TASK BRIEF: All that is needed is every line of the listing below that has "other".

DATA UNDER STUDY:
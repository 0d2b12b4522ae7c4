//! Domain value objects: TypeName, PortDirection, RetentionPolicy, Hook.
//!
//! # Design
//!
//! These are pure value types with equality-by-value and no identity. This
//! file defines the types, their string representations, and their
//! `FromStr` parsers. Behaviour that needs a registry (type legality,
//! numeric checks) lives in `validation.rs` and `entities::types`.

use crate::domain::error::DomainError;
use serde::{Deserialize, Serialize};
use std::fmt;
use std::str::FromStr;

// ── TypeName ─────────────────────────────────────────────────────────────────

/// Canonical, slash-separated type name (`/base/Time`, `/std/vector</double>`).
///
/// Two names are equal iff their canonical text matches. C++ style input
/// (`base::Time`, `std::vector<double>`) is normalized on construction, and
/// normalizing an already canonical name is a no-op.
#[derive(Debug, Clone, PartialEq, Eq, Hash, PartialOrd, Ord)]
pub struct TypeName(String);

impl TypeName {
    /// Normalize a name known to be well formed, such as a literal.
    ///
    /// No check is made; names read from files or the command line go
    /// through [`parse`](Self::parse).
    pub fn new(raw: impl AsRef<str>) -> Self {
        Self(normalize(raw.as_ref()))
    }

    /// Normalize `raw`, rejecting a blank name.
    pub fn parse(raw: impl AsRef<str>) -> Result<Self, DomainError> {
        let raw = raw.as_ref();
        if raw.trim().is_empty() {
            return Err(DomainError::InvalidName {
                name: raw.to_string(),
                reason: "type names cannot be empty".into(),
            });
        }
        Ok(Self(normalize(raw)))
    }

    pub fn as_str(&self) -> &str {
        &self.0
    }

    /// The C++ spelling of this type (`/base/Time` → `base::Time`).
    pub fn cxx_name(&self) -> String {
        let mut out = String::with_capacity(self.0.len() + 8);
        for_each_token(&self.0, |piece| match piece {
            Piece::Token(t) => out.push_str(&t.trim_start_matches('/').replace('/', "::")),
            Piece::Separator(c) => out.push(c),
        });
        out
    }

    /// Last path element (`/base/Time` → `Time`).
    pub fn basename(&self) -> &str {
        let head = self.0.split('<').next().unwrap_or(&self.0);
        head.rsplit('/').next().unwrap_or(head)
    }

    /// Namespace part, with leading and trailing slash (`/base/Time` → `/base/`).
    pub fn namespace(&self) -> &str {
        let head = self.0.split('<').next().unwrap_or(&self.0);
        match head.rfind('/') {
            Some(idx) => &self.0[..=idx],
            None => "/",
        }
    }

    /// True if this names a fixed-size array (`/double[3]`).
    pub fn is_array_syntax(&self) -> bool {
        self.0.ends_with(']')
    }
}

impl fmt::Display for TypeName {
    fn fmt(&self, f: &mut fmt::Formatter<'_>) -> fmt::Result {
        f.write_str(&self.0)
    }
}

impl FromStr for TypeName {
    type Err = DomainError;

    fn from_str(s: &str) -> Result<Self, Self::Err> {
        Self::parse(s)
    }
}

impl TryFrom<&str> for TypeName {
    type Error = DomainError;

    fn try_from(s: &str) -> Result<Self, Self::Error> {
        Self::parse(s)
    }
}

impl AsRef<str> for TypeName {
    fn as_ref(&self) -> &str {
        &self.0
    }
}

enum Piece<'a> {
    Token(&'a str),
    Separator(char),
}

fn for_each_token<'a>(text: &'a str, mut f: impl FnMut(Piece<'a>)) {
    let mut start = 0;
    for (idx, ch) in text.char_indices() {
        if matches!(ch, '<' | '>' | ',') {
            if start < idx {
                f(Piece::Token(&text[start..idx]));
            }
            f(Piece::Separator(ch));
            start = idx + ch.len_utf8();
        }
    }
    if start < text.len() {
        f(Piece::Token(&text[start..]));
    }
}

fn normalize(raw: &str) -> String {
    let replaced = raw.trim().replace("::", "/");
    let mut out = String::with_capacity(replaced.len() + 2);
    for_each_token(&replaced, |piece| match piece {
        Piece::Token(t) => {
            let t = t.trim();
            if t.is_empty() {
                return;
            }
            if !t.starts_with('/') && !t.chars().all(|c| c.is_ascii_digit()) {
                out.push('/');
            }
            out.push_str(t);
        }
        Piece::Separator(c) => out.push(c),
    });
    out
}

// ── PortDirection ────────────────────────────────────────────────────────────

#[derive(Debug, Clone, Copy, PartialEq, Eq, Hash, Serialize, Deserialize)]
#[serde(rename_all = "lowercase")]
pub enum PortDirection {
    Input,
    Output,
}

impl PortDirection {
    pub const fn as_str(&self) -> &'static str {
        match self {
            Self::Input => "in",
            Self::Output => "out",
        }
    }

    /// The framework class implementing a port in this direction.
    pub const fn framework_class(&self) -> &'static str {
        match self {
            Self::Input => "RTT::InputPort",
            Self::Output => "RTT::OutputPort",
        }
    }
}

impl fmt::Display for PortDirection {
    fn fmt(&self, f: &mut fmt::Formatter<'_>) -> fmt::Result {
        f.write_str(self.as_str())
    }
}

// ── RetentionPolicy ──────────────────────────────────────────────────────────

/// What an output port keeps of the samples written to it.
///
/// There is no "keep both" combination: the framework only supports these
/// three settings.
#[derive(Debug, Clone, Copy, Default, PartialEq, Eq, Hash, Serialize, Deserialize)]
#[serde(rename_all = "snake_case")]
pub enum RetentionPolicy {
    /// Keep the last written value for late connections.
    Always,
    /// Keep nothing.
    Never,
    /// Keep only the next written value, until it is read.
    #[default]
    OnlyIfUnread,
}

impl RetentionPolicy {
    pub const fn keep_last_written(&self) -> bool {
        matches!(self, Self::Always)
    }

    pub const fn keep_next_written(&self) -> bool {
        matches!(self, Self::OnlyIfUnread)
    }

    pub const fn as_str(&self) -> &'static str {
        match self {
            Self::Always => "always",
            Self::Never => "never",
            Self::OnlyIfUnread => "only_if_unread",
        }
    }
}

impl fmt::Display for RetentionPolicy {
    fn fmt(&self, f: &mut fmt::Formatter<'_>) -> fmt::Result {
        f.write_str(self.as_str())
    }
}

impl FromStr for RetentionPolicy {
    type Err = DomainError;

    fn from_str(s: &str) -> Result<Self, Self::Err> {
        match s.to_ascii_lowercase().as_str() {
            "always" | "true" | "last" => Ok(Self::Always),
            "never" | "false" | "none" => Ok(Self::Never),
            "only_if_unread" | "initial" | "next" => Ok(Self::OnlyIfUnread),
            other => Err(DomainError::InvalidName {
                name: other.to_string(),
                reason: "retention must be always, never or only_if_unread".into(),
            }),
        }
    }
}

// ── Hook ─────────────────────────────────────────────────────────────────────

/// Lifecycle hooks of a generated component, in declaration order.
#[derive(
    Debug, Clone, Copy, PartialEq, Eq, Hash, PartialOrd, Ord, Serialize, Deserialize,
)]
#[serde(rename_all = "lowercase")]
pub enum Hook {
    Configure,
    Start,
    Update,
    Error,
    Exception,
    Fatal,
    Stop,
    Cleanup,
}

impl Hook {
    pub const ALL: [Hook; 8] = [
        Self::Configure,
        Self::Start,
        Self::Update,
        Self::Error,
        Self::Exception,
        Self::Fatal,
        Self::Stop,
        Self::Cleanup,
    ];

    pub const fn as_str(&self) -> &'static str {
        match self {
            Self::Configure => "configure",
            Self::Start => "start",
            Self::Update => "update",
            Self::Error => "error",
            Self::Exception => "exception",
            Self::Fatal => "fatal",
            Self::Stop => "stop",
            Self::Cleanup => "cleanup",
        }
    }

    /// Name of the C++ method implementing this hook.
    pub fn method_name(&self) -> String {
        format!("{}Hook", self.as_str())
    }

    /// `configure` and `start` may refuse the transition.
    pub const fn returns_bool(&self) -> bool {
        matches!(self, Self::Configure | Self::Start)
    }

    fn expected() -> String {
        Self::ALL
            .iter()
            .map(|h| h.as_str())
            .collect::<Vec<_>>()
            .join(", ")
    }
}

impl fmt::Display for Hook {
    fn fmt(&self, f: &mut fmt::Formatter<'_>) -> fmt::Result {
        f.write_str(self.as_str())
    }
}

impl FromStr for Hook {
    type Err = DomainError;

    fn from_str(s: &str) -> Result<Self, Self::Err> {
        Self::ALL
            .into_iter()
            .find(|h| h.as_str() == s)
            .ok_or_else(|| DomainError::UnknownHook {
                name: s.to_string(),
                expected: Self::expected(),
            })
    }
}

// ── ThreadFlag / CodePlacement ───────────────────────────────────────────────

/// Thread in which an operation handler runs.
#[derive(Debug, Clone, Copy, Default, PartialEq, Eq, Hash)]
pub enum ThreadFlag {
    #[default]
    OwnThread,
    ClientThread,
}

impl ThreadFlag {
    pub const fn cxx(&self) -> &'static str {
        match self {
            Self::OwnThread => "RTT::OwnThread",
            Self::ClientThread => "RTT::ClientThread",
        }
    }
}

/// Where a toplevel code snippet goes relative to the class definition.
#[derive(Debug, Clone, Copy, Default, PartialEq, Eq, Hash)]
pub enum CodePlacement {
    #[default]
    BeforeClass,
    AfterClass,
}

#[cfg(test)]
mod tests {
    use super::*;

    #[test]
    fn type_name_normalizes_cxx_spelling() {
        assert_eq!(TypeName::new("base::Time").as_str(), "/base/Time");
        assert_eq!(
            TypeName::new("std::vector<base::Time>").as_str(),
            "/std/vector</base/Time>"
        );
        assert_eq!(
            TypeName::new("/boost/array</double,8>").as_str(),
            "/boost/array</double,8>"
        );
    }

    #[test]
    fn type_name_normalization_is_idempotent() {
        let once = TypeName::new("std::vector<double>");
        let twice = TypeName::new(once.as_str());
        assert_eq!(once, twice);
    }

    #[test]
    fn type_name_renders_cxx() {
        assert_eq!(TypeName::new("/base/Time").cxx_name(), "base::Time");
        assert_eq!(
            TypeName::new("/std/vector</double>").cxx_name(),
            "std::vector<double>"
        );
        assert_eq!(TypeName::new("/double[3]").cxx_name(), "double[3]");
    }

    #[test]
    fn type_name_parts() {
        let name = TypeName::new("/base/samples/Frame");
        assert_eq!(name.basename(), "Frame");
        assert_eq!(name.namespace(), "/base/samples/");
        assert_eq!(TypeName::new("/double").namespace(), "/");
    }

    #[test]
    fn type_name_rejects_blank() {
        assert!(TypeName::parse("  ").is_err());
        assert!(matches!(
            TypeName::try_from(""),
            Err(DomainError::InvalidName { .. })
        ));
        assert!("".parse::<TypeName>().is_err());
        assert_eq!(TypeName::new("").as_str(), "");
        assert_eq!("base::Time".parse::<TypeName>().unwrap(), TypeName::new("/base/Time"));
    }

    #[test]
    fn retention_policy_flags() {
        assert!(RetentionPolicy::Always.keep_last_written());
        assert!(!RetentionPolicy::Always.keep_next_written());
        assert!(RetentionPolicy::OnlyIfUnread.keep_next_written());
        assert!(!RetentionPolicy::Never.keep_last_written());
        assert!(!RetentionPolicy::Never.keep_next_written());
        assert_eq!(
            "initial".parse::<RetentionPolicy>().unwrap(),
            RetentionPolicy::OnlyIfUnread
        );
    }

    #[test]
    fn hooks_parse_and_order() {
        assert_eq!("start".parse::<Hook>().unwrap(), Hook::Start);
        assert!("teardown".parse::<Hook>().is_err());
        assert!(Hook::Configure < Hook::Cleanup);
        assert_eq!(Hook::Update.method_name(), "updateHook");
        assert!(Hook::Start.returns_bool());
        assert!(!Hook::Stop.returns_bool());
    }
}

EXERCISE ANSWER:
            other => Err(DomainError::InvalidName {
                name: other.to_string(),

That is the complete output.